Çevre ve toplum tarafından empoze edilen kimliğe bürünmek de hiç bana göre değil. “İnsanlar gördüm üzerinde elbise yok, elbiseler gördüm içinde insanlar yok” derken Mevlana, insan olmak yolunda korku ve duvarların aşılıp özvarlığın yakından tanınmasını kastetmiş sanıyorum. KISKANÇLIK, GURUR, KİN, NEFRET, İNTİKAM, benim hiç sevmediğim hisler. Her şeyi en iyi ben bilirim deyip, aile efradımı, çevremdekileri, en iyi ben idare ederim hastalığım hiç olmadı. Ne mutlu içinde herkese karşı hürmet, saygı, özellikle ve özellikle SEVGİDEN gayrı bir düşüncem olmadı.
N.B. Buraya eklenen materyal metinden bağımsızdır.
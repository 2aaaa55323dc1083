//! Request handlers.

pub mod analysis;
pub mod health;
pub mod scenario;

pub use analysis::*;
pub use health::*;
pub use scenario::*;
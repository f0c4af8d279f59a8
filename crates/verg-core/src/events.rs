//! State-change events.
//!
//! Every command on the timer engine or the journal produces an `Event`.
//! Hosts consume these to refresh their display and to drive sound and
//! notifications; the core itself knows nothing about presentation.

use chrono::{DateTime, NaiveDate, Utc};
use serde::{Deserialize, Serialize};
use uuid::Uuid;

use crate::timer::TimerState;

#[derive(Debug, Clone, Serialize, Deserialize)]
#[serde(tag = "type")]
pub enum Event {
    TimerStarted {
        duration_secs: u64,
        at: DateTime<Utc>,
    },
    TimerPaused {
        remaining_ms: u64,
        at: DateTime<Utc>,
    },
    TimerResumed {
        remaining_ms: u64,
        at: DateTime<Utc>,
    },
    TimerCompleted {
        duration_secs: u64,
        at: DateTime<Utc>,
    },
    TimerReset {
        at: DateTime<Utc>,
    },
    StateSnapshot {
        state: TimerState,
        remaining_ms: u64,
        total_ms: u64,
        progress: f64,
        at: DateTime<Utc>,
    },
    SessionRecorded {
        id: Uuid,
        occurred_on: NaiveDate,
        duration_secs: u64,
        at: DateTime<Utc>,
    },
    SessionDeleted {
        id: Uuid,
        at: DateTime<Utc>,
    },
}
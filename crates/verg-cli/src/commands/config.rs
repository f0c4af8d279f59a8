//! Settings subcommands.

use clap::Subcommand;
use verg_core::Settings;

#[derive(Subcommand)]
pub enum ConfigAction {
    /// Get a settings value
    Get {
        /// Dot-path key (e.g. "timer.duration_secs", "sound_enabled")
        key: String,
    },
    /// Set a settings value
    Set {
        /// Dot-path key
        key: String,
        /// New value
        value: String,
    },
    /// List all settings as JSON
    List,
    /// Reset settings to defaults
    Reset,
}

pub fn run(action: ConfigAction) -> Result<(), Box<dyn std::error::Error>> {
    match action {
        ConfigAction::Get { key } => {
            let settings = Settings::load_or_default();
            match settings.get(&key) {
                Some(value) => println!("{value}"),
                None => {
                    eprintln!("unknown key: {key}");
                    std::process::exit(1);
                }
            }
        }
        ConfigAction::Set { key, value } => {
            let mut settings = Settings::load_or_default();
            settings.set(&key, &value)?;
            println!("ok");
        }
        ConfigAction::List => {
            let settings = Settings::load_or_default();
            println!("{}", serde_json::to_string_pretty(&settings)?);
        }
        ConfigAction::Reset => {
            let settings = Settings::default();
            settings.save()?;
            println!("settings reset to defaults");
        }
    }
    Ok(())
}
Şükür ki yeni derneğim DEÇED’te böyle dostlarlayım. Yazımı yine MEVLANA’DAN bir tarif ile bitireyim.  DOST DEDİĞİN DOST                                                                                                                                                                         

Sevilecek biri olmadığın anda bile seni sevmeli,

Dayanılmaz olduğun zamanlarda bile sana dayanmalı,

Sarılacak biri olmadığın zamanlarda bile sana sarılmalı,

Bütün çevren seni üzdüğünde sana moral vermeli,

Sevindiğinde seninle sevinmeli, üzüldüğünde seninle üzülmeli,

Hepsinden daha çok dost matematiksel olmalı,

Sevinci çarpmalı, üzüntüyü bölmeli, kötülükleri çıkarmalı, güzellikleri toplamalı,

Dost; kalbinin ve aklının derinliklerindeki ihtiyacı hesaplamalı,

İşi bitince seni bir tarafa atmamalı. MEVLANA   Sağlıklı kalmanız dileklerimle.